The Draft Model: The Junior Chef
The core idea is simple, and it has nothing to do with AI. It's about delegation.
Imagine you're a busy executive who needs to approve a hundred routine memos. Each memo takes a minute to read and thirty seconds to sign. At that rate, the pile takes 150 minutes. But there's a bottleneck: you're the only one who can sign, and you keep getting interrupted.
So you hire a junior assistant who's pretty good at guessing which memos you'd approve. The assistant reads all a hundred, signs the obvious ones, and only brings the uncertain ones to you. For the memos the assistant got right, you never even see them — they're already done. You read the filtered stack and sign the few that need your judgment.
In the best case, the assistant gets ninety right and brings you ten. Your 150-minute pile just became a 15-minute task. And crucially: if the assistant makes a mistake and signs something you wouldn't have, you catch it. The assistant's work is provisional. You're the final word.
This is speculative decoding. A small, fast "draft model" generates several candidate tokens in a single pass. Then the big, expensive "target model" runs once to verify all of them at once. Any token the target model agrees with is accepted. Any token it disagrees with is rejected — and everything guessed after that point goes with it.

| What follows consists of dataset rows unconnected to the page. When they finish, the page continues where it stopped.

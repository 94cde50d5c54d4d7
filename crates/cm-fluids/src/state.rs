//! Thermodynamic state definitions.

use crate::error::{FluidError, FluidResult};
use crate::refrigerant::Refrigerant;
use cm_core::units::{Pressure, Temperature};

/// Specific enthalpy [J/kg].
///
/// Not part of uom's standard set, so we use f64 with clear documentation.
pub type SpecEnthalpy = f64;

/// Specific entropy [J/(kg·K)].
///
/// Not part of uom's standard set, so we use f64 with clear documentation.
pub type SpecEntropy = f64;

/// Input specification for creating a thermodynamic state.
#[derive(Debug, Clone, PartialEq)]
pub enum StateInput {
    /// Pressure and temperature.
    PT { p: Pressure, t: Temperature },
    /// Pressure and specific enthalpy.
    PH { p: Pressure, h: SpecEnthalpy },
    /// Pressure and specific entropy (isentropic projection).
    PS { p: Pressure, s: SpecEntropy },
    /// Saturated vapor at the given temperature (vapor quality 1.0).
    SatVapor { t: Temperature },
}

/// Thermodynamic state: pressure, temperature, and refrigerant.
///
/// This is the minimal set of independent properties.
/// Derived properties (density, enthalpy, entropy) are computed on demand
/// via the `FluidModel` trait.
#[derive(Debug, Clone, PartialEq)]
pub struct ThermoState {
    p: Pressure,
    t: Temperature,
    refrigerant: Refrigerant,
}

impl ThermoState {
    /// Create a state from pressure, temperature, and refrigerant.
    ///
    /// Validates that pressure and temperature are positive and finite.
    pub fn from_pt(p: Pressure, t: Temperature, refrigerant: Refrigerant) -> FluidResult<Self> {
        let p_val = p.value;
        if !p_val.is_finite() || p_val <= 0.0 {
            return Err(FluidError::NonPhysical {
                what: "pressure must be positive and finite",
            });
        }

        let t_val = t.value;
        if !t_val.is_finite() || t_val <= 0.0 {
            return Err(FluidError::NonPhysical {
                what: "temperature must be positive and finite",
            });
        }

        Ok(Self { p, t, refrigerant })
    }

    /// Get pressure.
    pub fn pressure(&self) -> Pressure {
        self.p
    }

    /// Get temperature.
    pub fn temperature(&self) -> Temperature {
        self.t
    }

    /// Get refrigerant.
    pub fn refrigerant(&self) -> Refrigerant {
        self.refrigerant
    }
}
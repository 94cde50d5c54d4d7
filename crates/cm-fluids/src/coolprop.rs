//! CoolProp-based fluid property model.

use crate::error::{FluidError, FluidResult};
use crate::model::{FluidModel, validation};
use crate::refrigerant::{BackendSubstance, Refrigerant};
use crate::state::{SpecEnthalpy, SpecEntropy, StateInput, ThermoState};
use cm_core::units::{Density, k, pa};
use rfluids::prelude::*;

/// CoolProp backend for refrigerant properties.
///
/// Supports pure fluids and the predefined blends CoolProp ships as
/// pseudo-pure mixtures (R404A, R407C, R410A, R507A).
///
/// Thread-safe: rfluids Fluid instances are stateless and can be created/used
/// from multiple threads.
pub struct CoolPropModel {
    // Future: could add configuration options here (e.g., backend selection, caching)
}

impl CoolPropModel {
    /// Create a new CoolProp model.
    pub fn new() -> Self {
        Self {}
    }

    /// Create a Fluid instance in the state defined by two inputs.
    fn fluid_in_state(
        &self,
        refrigerant: Refrigerant,
        input1: FluidInput,
        input2: FluidInput,
    ) -> FluidResult<Fluid> {
        let result = match refrigerant.backend_substance() {
            BackendSubstance::Pure(pure) => Fluid::from(pure).in_state(input1, input2),
            BackendSubstance::Mix(mix) => Fluid::from(mix).in_state(input1, input2),
        };
        result.map_err(|e| FluidError::Backend {
            message: format!("rfluids error for {}: {}", refrigerant.key(), e),
        })
    }

    /// Create a Fluid instance at a given P,T state.
    fn fluid_at_pt(&self, refrigerant: Refrigerant, p_pa: f64, t_k: f64) -> FluidResult<Fluid> {
        self.fluid_in_state(
            refrigerant,
            FluidInput::pressure(p_pa),
            FluidInput::temperature(t_k),
        )
    }

    /// Validate a state input and translate it to an rfluids input pair.
    fn flash_inputs(&self, input: &StateInput) -> FluidResult<(FluidInput, FluidInput)> {
        match input {
            StateInput::PT { p, t } => {
                validation::validate_pressure(*p)?;
                validation::validate_temperature(*t)?;
                Ok((
                    FluidInput::pressure(p.value),
                    FluidInput::temperature(t.value),
                ))
            }
            StateInput::PH { p, h } => {
                validation::validate_pressure(*p)?;
                validation::validate_enthalpy(*h)?;
                Ok((FluidInput::pressure(p.value), FluidInput::enthalpy(*h)))
            }
            StateInput::PS { p, s } => {
                validation::validate_pressure(*p)?;
                validation::validate_entropy(*s)?;
                Ok((FluidInput::pressure(p.value), FluidInput::entropy(*s)))
            }
            StateInput::SatVapor { t } => {
                validation::validate_temperature(*t)?;
                Ok((FluidInput::temperature(t.value), FluidInput::quality(1.0)))
            }
        }
    }
}

impl Default for CoolPropModel {
    fn default() -> Self {
        Self::new()
    }
}

impl FluidModel for CoolPropModel {
    fn name(&self) -> &str {
        "CoolProp"
    }

    fn supports_refrigerant(&self, _refrigerant: Refrigerant) -> bool {
        // Every Refrigerant variant has an rfluids mapping.
        true
    }

    fn state(&self, input: StateInput, refrigerant: Refrigerant) -> FluidResult<ThermoState> {
        match input {
            StateInput::PT { p, t } => {
                validation::validate_pressure(p)?;
                validation::validate_temperature(t)?;

                // Probe the backend so invalid states fail here, not later
                let _fluid = self.fluid_at_pt(refrigerant, p.value, t.value)?;

                ThermoState::from_pt(p, t, refrigerant)
            }
            StateInput::PH { p, h } => {
                validation::validate_pressure(p)?;
                validation::validate_enthalpy(h)?;

                let mut fluid = self.fluid_in_state(
                    refrigerant,
                    FluidInput::pressure(p.value),
                    FluidInput::enthalpy(h),
                )?;
                let t_k = fluid.temperature().map_err(|e| FluidError::Backend {
                    message: format!("rfluids error getting temperature: {}", e),
                })?;

                ThermoState::from_pt(p, k(t_k), refrigerant)
            }
            StateInput::PS { p, s } => {
                validation::validate_pressure(p)?;
                validation::validate_entropy(s)?;

                let mut fluid = self.fluid_in_state(
                    refrigerant,
                    FluidInput::pressure(p.value),
                    FluidInput::entropy(s),
                )?;
                let t_k = fluid.temperature().map_err(|e| FluidError::Backend {
                    message: format!("rfluids error getting temperature: {}", e),
                })?;

                ThermoState::from_pt(p, k(t_k), refrigerant)
            }
            StateInput::SatVapor { t } => {
                validation::validate_temperature(t)?;

                let mut fluid = self.fluid_in_state(
                    refrigerant,
                    FluidInput::temperature(t.value),
                    FluidInput::quality(1.0),
                )?;
                let p_pa = fluid.pressure().map_err(|e| FluidError::Backend {
                    message: format!("rfluids error getting saturation pressure: {}", e),
                })?;

                ThermoState::from_pt(pa(p_pa), t, refrigerant)
            }
        }
    }

    fn rho(&self, state: &ThermoState) -> FluidResult<Density> {
        let mut fluid =
            self.fluid_at_pt(state.refrigerant(), state.pressure().value, state.temperature().value)?;
        let rho_val = fluid.density().map_err(|e| FluidError::Backend {
            message: format!("rfluids error getting density: {}", e),
        })?;

        use uom::si::mass_density::kilogram_per_cubic_meter;
        let rho = Density::new::<kilogram_per_cubic_meter>(rho_val);

        validation::validate_density(rho)?;
        Ok(rho)
    }

    fn h(&self, state: &ThermoState) -> FluidResult<SpecEnthalpy> {
        let mut fluid =
            self.fluid_at_pt(state.refrigerant(), state.pressure().value, state.temperature().value)?;
        let h = fluid.enthalpy().map_err(|e| FluidError::Backend {
            message: format!("rfluids error getting enthalpy: {}", e),
        })?;

        validation::validate_enthalpy(h)?;
        Ok(h)
    }

    fn s(&self, state: &ThermoState) -> FluidResult<SpecEntropy> {
        let mut fluid =
            self.fluid_at_pt(state.refrigerant(), state.pressure().value, state.temperature().value)?;
        let s = fluid.entropy().map_err(|e| FluidError::Backend {
            message: format!("rfluids error getting entropy: {}", e),
        })?;

        validation::validate_entropy(s)?;
        Ok(s)
    }

    // One flash, enthalpy taken from it directly. A PS/PH input that lands
    // inside the two-phase dome has no valid (P, T) re-flash.
    fn h_at(&self, input: StateInput, refrigerant: Refrigerant) -> FluidResult<SpecEnthalpy> {
        let (input1, input2) = self.flash_inputs(&input)?;
        let mut fluid = self.fluid_in_state(refrigerant, input1, input2)?;
        let h = fluid.enthalpy().map_err(|e| FluidError::Backend {
            message: format!("rfluids error getting enthalpy: {}", e),
        })?;

        validation::validate_enthalpy(h)?;
        Ok(h)
    }
}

The key insight: that single verification pass costs about the same as generating one token normally. You load the entire model from memory exactly once. But you get 2, 3, or even 6 tokens of output from that single load. You've amortized the cost of the memory trip across multiple tokens.
The draft model doesn't need to be perfect. It just needs to be right often enough. Even a 50% acceptance rate on a 4-token draft doubles the throughput. And here's the critical guarantee: the verification step is mathematically lossless. The output distribution is identical to what the big model would have produced on its own, token by token. You lose nothing. You gain speed.
This lossless property is what makes speculative decoding different from approximation. It's not "produce the same answer but faster." It's "produce the exact same distribution of answers but faster." The assistant's guesses save trips to memory, but the chef never serves a dish they wouldn't have made themselves.